THE PROBLEM –
Among the entries that follow, count the lines that contain the word "GigaChatProvider" and say how many there are, writing nothing else.

DATA FOR PROCESSING –
//! GigaChat chat completions provider

use async_trait::async_trait;
use base64::Engine;
use parking_lot::Mutex;
use serde::{Deserialize, Serialize};

use super::{ChatTransport, check_status, get_secret};
use crate::{
    error::{Error, Result},
    stream::{ChatEventStream, decode_byte_stream},
    types::{ChatResponse, GigaChatModel, Message, Provider, RequestOptions, UsageRecord},
};

pub const DEFAULT_BASE_URL: &str = "https://gigachat.devices.sberbank.ru/api/v1";
pub const DEFAULT_AUTH_URL: &str = "https://ngw.devices.sberbank.ru:9443/api/v2/oauth";
pub const DEFAULT_SCOPE: &str = "GIGACHAT_API_PERS";

/// Refresh the access token this long before the server-side expiry
const EXPIRY_MARGIN_MS: i64 = 60 * 1000;

/// Connection settings for GigaChat
#[derive(Debug, Clone)]
pub struct GigaChatConfig {
    /// Base64 `client_id:client_secret`, sent as Basic auth to the token endpoint
    pub authorization_key: String,
    pub scope: String,
    pub base_url: String,
    pub auth_url: String,
}

impl GigaChatConfig {
    pub fn new(authorization_key: impl Into<String>) -> Self {
        Self {
            authorization_key: authorization_key.into(),
            scope: DEFAULT_SCOPE.to_string(),
            base_url: DEFAULT_BASE_URL.to_string(),
            auth_url: DEFAULT_AUTH_URL.to_string(),
        }
    }

    /// Derive the authorization key from raw client credentials
    pub fn from_client_credentials(client_id: &str, client_secret: &str) -> Self {
        let key = base64::engine::general_purpose::STANDARD
            .encode(format!("{}:{}", client_id, client_secret));
        Self::new(key)
    }

    /// Create from the `GIGACHAT_AUTH_KEY` environment variable
    pub fn from_env() -> Result<Self> {
        Ok(Self::new(get_secret(None, "GIGACHAT_AUTH_KEY")?))
    }

    pub fn with_scope(mut self, scope: impl Into<String>) -> Self {
        self.scope = scope.into();
        self
    }

    pub fn with_base_url(mut self, base_url: impl Into<String>) -> Self {
        self.base_url = base_url.into().trim_end_matches('/').to_string();
        self
    }

    pub fn with_auth_url(mut self, auth_url: impl Into<String>) -> Self {
        self.auth_url = auth_url.into();
        self
    }
}

/// OAuth access token as returned by the token endpoint
#[derive(Debug, Clone, Deserialize)]
struct AccessToken {
    access_token: String,
    /// Expiry as epoch milliseconds
    expires_at: i64,
}

impl AccessToken {
    fn is_valid_at(&self, now_ms: i64) -> bool {
        self.expires_at - EXPIRY_MARGIN_MS > now_ms
    }
}

/// GigaChat API client
pub struct GigaChatProvider {
    client: reqwest::Client,
    config: GigaChatConfig,
    token: Mutex<Option<AccessToken>>,
}

impl GigaChatProvider {
    pub fn new(config: GigaChatConfig) -> Self {
        Self {
            client: reqwest::Client::new(),
            config,
            token: Mutex::new(None),
        }
    }

    /// Create from environment variable
    pub fn from_env() -> Result<Self> {
        Ok(Self::new(GigaChatConfig::from_env()?))
    }

    /// Return the cached access token, fetching a new one when it is missing
    /// or about to expire
    async fn access_token(&self) -> Result<String> {
        if let Some(token) = self.cached_token(chrono::Utc::now().timestamp_millis()) {
            return Ok(token);
        }

        let token = self.fetch_token().await?;
        let access = token.access_token.clone();
        *self.token.lock() = Some(token);
        Ok(access)
    }

    fn cached_token(&self, now_ms: i64) -> Option<String> {
        self.token
            .lock()
            .as_ref()
            .filter(|t| t.is_valid_at(now_ms))
            .map(|t| t.access_token.clone())
    }

    /// A rejected token was revoked server-side; the next call fetches a
    /// fresh one
    fn forget_token_on(&self, error: &Error) {
        if error.is_auth_failure() {
            tracing::debug!("Dropping cached GigaChat token: {}", error);
            *self.token.lock() = None;
        }
    }

    async fn fetch_token(&self) -> Result<AccessToken> {
        tracing::debug!("Requesting GigaChat access token from {}", self.config.auth_url);

        let response = self
            .client
            .post(&self.config.auth_url)
            .header("Authorization", format!("Basic {}", self.config.authorization_key))
            .header("RqUID", uuid::Uuid::new_v4().to_string())
            .header("Accept", "application/json")
            .form(&[("scope", self.config.scope.as_str())])
            .send()
            .await
            .map_err(|e| Error::Auth(format!("token request failed: {}", e)))?;

        let status = response.status();
        if !status.is_success() {
            let text = response.text().await.unwrap_or_default();
            return Err(Error::Auth(format!(
                "token endpoint returned {}: {}",
                status, text
            )));
        }

        let body = response.bytes().await?;
        serde_json::from_slice(&body)
            .map_err(|e| Error::Auth(format!("invalid token response: {}", e)))
    }

    async fn post_completion(&self, request: &GigaChatRequest) -> Result<reqwest::Response> {
        let url = format!("{}/chat/completions", self.config.base_url);
        tracing::debug!("GigaChat API URL: {}", url);

        let token = self.access_token().await?;
        let response = self
            .client
            .post(&url)
            .bearer_auth(token)
            .json(request)
            .send()
            .await?;

        let result = check_status(response).await;
        if let Err(e) = &result {
            self.forget_token_on(e);
        }
        result
    }
}

#[async_trait]
impl ChatTransport for GigaChatProvider {
    fn provider(&self) -> Provider {
        Provider::GigaChat
    }

    async fn send(&self, messages: &[Message], options: &RequestOptions) -> Result<ChatResponse> {
        let request = build_request(messages, options, false);
        let response = self.post_completion(&request).await?;
        let body = response.bytes().await?;
        parse_response(&body)
    }

    fn supports_streaming(&self) -> bool {
        true
    }

    async fn stream(&self, messages: &[Message], options: &RequestOptions) -> Result<ChatEventStream> {
        let request = build_request(messages, options, true);
        let response = self.post_completion(&request).await?;
        Ok(decode_byte_stream(response.bytes_stream()))
    }
}

fn build_request(messages: &[Message], options: &RequestOptions, stream: bool) -> GigaChatRequest {
    GigaChatRequest {
        model: GigaChatModel::parse_lenient(&options.model),
        messages: options.format.apply(messages),
        temperature: options.temperature,
        max_tokens: options.max_tokens,
        repetition_penalty: 1.0,
        update_interval: 0,
        stream,
    }
}

fn parse_response(body: &[u8]) -> Result<ChatResponse> {
    let payload: GigaChatResponse = serde_json::from_slice(body)?;
    let message = payload
        .choices
        .into_iter()
        .next()
        .map(|c| c.message)
        .ok_or_else(|| Error::UnexpectedResponse("no choices in GigaChat response".into()))?;

    Ok(ChatResponse {
        message,
        usage: UsageRecord::new(
            payload.usage.prompt_tokens,
            payload.usage.completion_tokens,
            payload.usage.total_tokens,
        ),
    })
}

// Request/Response types

#[derive(Debug, Serialize)]
struct GigaChatRequest {
    model: GigaChatModel,
    messages: Vec<Message>,
    temperature: f32,
    #[serde(skip_serializing_if = "Option::is_none")]
    max_tokens: Option<u32>,
    repetition_penalty: f32,
    update_interval: u32,
    stream: bool,
}

#[derive(Debug, Deserialize)]
struct GigaChatResponse {
    #[serde(default)]
    choices: Vec<GigaChatChoice>,
    #[serde(default)]
    usage: GigaChatUsage,
}

#[derive(Debug, Deserialize)]
struct GigaChatChoice {
    message: Message,
}

#[derive(Debug, Default, Deserialize)]
struct GigaChatUsage {
    #[serde(default)]
    prompt_tokens: u64,
    #[serde(default)]
    completion_tokens: u64,
    #[serde(default)]
    total_tokens: u64,
}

OUTPUT FOR THIS TASK –
3